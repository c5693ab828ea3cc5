// ABOUTME: BMI CLI - command-line front end for the BMI calculation and classification engine
// ABOUTME: Collects height and weight, prints BMI, category, tips, gauge bands, and the disclaimer
//
// SPDX-License-Identifier: MIT OR Apache-2.0
// Copyright (c) 2025 BMI Calculator Contributors
//!
//! Usage:
//! ```bash
//! # Assess a height/weight pair
//! bmi-cli calculate --height 170 --weight 70
//!
//! # Same, as JSON
//! bmi-cli calculate --height 170 --weight 70 --format json
//!
//! # Classify a BMI value directly
//! bmi-cli classify 27.5
//!
//! # Show the category table and gauge bands with the earlier thresholds
//! bmi-cli --thresholds legacy categories
//!
//! # Assess "height weight" lines from stdin
//! printf '170 70\n180 55\n' | bmi-cli batch
//! ```

mod commands;
mod helpers;

use bmi_calculator::{
    config::{BmiConfig, ThresholdProfile},
    errors::{AppError, AppResult},
    intelligence::BmiEngine,
    logging::LoggingConfig,
};
use clap::{Parser, Subcommand};
use helpers::display::{report_error, OutputFormat};
use std::process::ExitCode;
use tracing::debug;

#[derive(Parser)]
#[command(
    name = "bmi-cli",
    version,
    about = "Body Mass Index calculator",
    long_about = "Computes BMI from height and weight and classifies it into WHO weight categories."
)]
struct Cli {
    #[command(subcommand)]
    command: Command,

    /// Threshold profile override (defaults to BMI_THRESHOLD_PROFILE, then who)
    #[arg(long, global = true)]
    thresholds: Option<ThresholdProfile>,

    /// Output format
    #[arg(long, short = 'f', global = true, value_enum, default_value_t = OutputFormat::Text)]
    format: OutputFormat,

    /// Enable debug logging
    #[arg(long, short = 'v', global = true)]
    verbose: bool,
}

#[derive(Subcommand)]
enum Command {
    /// Calculate and classify BMI from height and weight
    Calculate {
        /// Height in centimeters (defaults to the configured default height)
        #[arg(long, allow_negative_numbers = true)]
        height: Option<f64>,

        /// Weight in kilograms (defaults to the configured default weight)
        #[arg(long, allow_negative_numbers = true)]
        weight: Option<f64>,
    },

    /// Classify a BMI value
    Classify {
        /// BMI value
        #[arg(allow_negative_numbers = true)]
        bmi: f64,
    },

    /// Show the category table and gauge bands
    Categories,

    /// Assess whitespace-separated "height weight" lines read from stdin
    Batch,
}

fn main() -> ExitCode {
    let cli = Cli::parse();

    let mut logging = LoggingConfig::from_env();
    if cli.verbose {
        logging = logging.verbose();
    }
    if let Err(e) = logging.init() {
        let error = AppError::from(e);
        match error.context.details["source"].as_str() {
            Some(source) => eprintln!("Warning: logging disabled: {} ({source})", error.message),
            None => eprintln!("Warning: logging disabled: {}", error.message),
        }
    }

    match run(cli.command, cli.thresholds, cli.format) {
        Ok(()) => ExitCode::SUCCESS,
        Err(error) => {
            let code = error.code.exit_code();
            report_error(&error, cli.format);
            ExitCode::from(u8::try_from(code).unwrap_or(1))
        }
    }
}

fn run(
    command: Command,
    thresholds: Option<ThresholdProfile>,
    format: OutputFormat,
) -> AppResult<()> {
    let engine = build_engine(thresholds)?;
    debug!(profile = %engine.config().profile, "Engine configured");

    match command {
        Command::Calculate { height, weight } => {
            let height = height.unwrap_or(engine.config().height.default);
            let weight = weight.unwrap_or(engine.config().weight.default);
            commands::calculate::run(&engine, height, weight, format)
        }
        Command::Classify { bmi } => commands::classify::run(&engine, bmi, format),
        Command::Categories => commands::categories::run(&engine, format),
        Command::Batch => commands::batch::run(&engine, std::io::stdin().lock(), format),
    }
}

fn build_engine(thresholds: Option<ThresholdProfile>) -> AppResult<BmiEngine> {
    let mut config = BmiConfig::from_env().map_err(AppError::from)?;
    if let Some(profile) = thresholds {
        config = config.apply_profile(profile);
    }
    BmiEngine::new(config)
}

§ Work instruction:
Repeat the entries exactly as they appear.

§ Output:
repository c5693ab828ea3cc5
// ABOUTME: BMI CLI - command-line front end for the BMI calculation and classification engine
// ABOUTME: Collects height and weight, prints BMI, category, tips, gauge bands, and the disclaimer
//
// SPDX-License-Identifier: MIT OR Apache-2.0
// Copyright (c) 2025 BMI Calculator Contributors
//!
//! Usage:
//! ```bash
//! # Assess a height/weight pair
//! bmi-cli calculate --height 170 --weight 70
//!
//! # Same, as JSON
//! bmi-cli calculate --height 170 --weight 70 --format json
//!
//! # Classify a BMI value directly
//! bmi-cli classify 27.5
//!
//! # Show the category table and gauge bands with the earlier thresholds
//! bmi-cli --thresholds legacy categories
//!
//! # Assess "height weight" lines from stdin
//! printf '170 70\n180 55\n' | bmi-cli batch
//! ```

mod commands;
mod helpers;

use bmi_calculator::{
    config::{BmiConfig, ThresholdProfile},
    errors::{AppError, AppResult},
    intelligence::BmiEngine,
    logging::LoggingConfig,
};
use clap::{Parser, Subcommand};
use helpers::display::{report_error, OutputFormat};
use std::process::ExitCode;
use tracing::debug;

#[derive(Parser)]
#[command(
    name = "bmi-cli",
    version,
    about = "Body Mass Index calculator",
    long_about = "Computes BMI from height and weight and classifies it into WHO weight categories."
)]
struct Cli {
    #[command(subcommand)]
    command: Command,

    /// Threshold profile override (defaults to BMI_THRESHOLD_PROFILE, then who)
    #[arg(long, global = true)]
    thresholds: Option<ThresholdProfile>,

    /// Output format
    #[arg(long, short = 'f', global = true, value_enum, default_value_t = OutputFormat::Text)]
    format: OutputFormat,

    /// Enable debug logging
    #[arg(long, short = 'v', global = true)]
    verbose: bool,
}

#[derive(Subcommand)]
enum Command {
    /// Calculate and classify BMI from height and weight
    Calculate {
        /// Height in centimeters (defaults to the configured default height)
        #[arg(long, allow_negative_numbers = true)]
        height: Option<f64>,

        /// Weight in kilograms (defaults to the configured default weight)
        #[arg(long, allow_negative_numbers = true)]
        weight: Option<f64>,
    },

    /// Classify a BMI value
    Classify {
        /// BMI value
        #[arg(allow_negative_numbers = true)]
        bmi: f64,
    },

    /// Show the category table and gauge bands
    Categories,

    /// Assess whitespace-separated "height weight" lines read from stdin
    Batch,
}

fn main() -> ExitCode {
    let cli = Cli::parse();

    let mut logging = LoggingConfig::from_env();
    if cli.verbose {
        logging = logging.verbose();
    }
    if let Err(e) = logging.init() {
        let error = AppError::from(e);
        match error.context.details["source"].as_str() {
            Some(source) => eprintln!("Warning: logging disabled: {} ({source})", error.message),
            None => eprintln!("Warning: logging disabled: {}", error.message),
        }
    }

    match run(cli.command, cli.thresholds, cli.format) {
        Ok(()) => ExitCode::SUCCESS,
        Err(error) => {
            let code = error.code.exit_code();
            report_error(&error, cli.format);
            ExitCode::from(u8::try_from(code).unwrap_or(1))
        }
    }
}

fn run(
    command: Command,
    thresholds: Option<ThresholdProfile>,
    format: OutputFormat,
) -> AppResult<()> {
    let engine = build_engine(thresholds)?;
    debug!(profile = %engine.config().profile, "Engine configured");

    match command {
        Command::Calculate { height, weight } => {
            let height = height.unwrap_or(engine.config().height.default);
            let weight = weight.unwrap_or(engine.config().weight.default);
            commands::calculate::run(&engine, height, weight, format)
        }
        Command::Classify { bmi } => commands::classify::run(&engine, bmi, format),
        Command::Categories => commands::categories::run(&engine, format),
        Command::Batch => commands::batch::run(&engine, std::io::stdin().lock(), format),
    }
}

fn build_engine(thresholds: Option<ThresholdProfile>) -> AppResult<BmiEngine> {
    let mut config = BmiConfig::from_env().map_err(AppError::from)?;
    if let Some(profile) = thresholds {
        config = config.apply_profile(profile);
    }
    BmiEngine::new(config)
}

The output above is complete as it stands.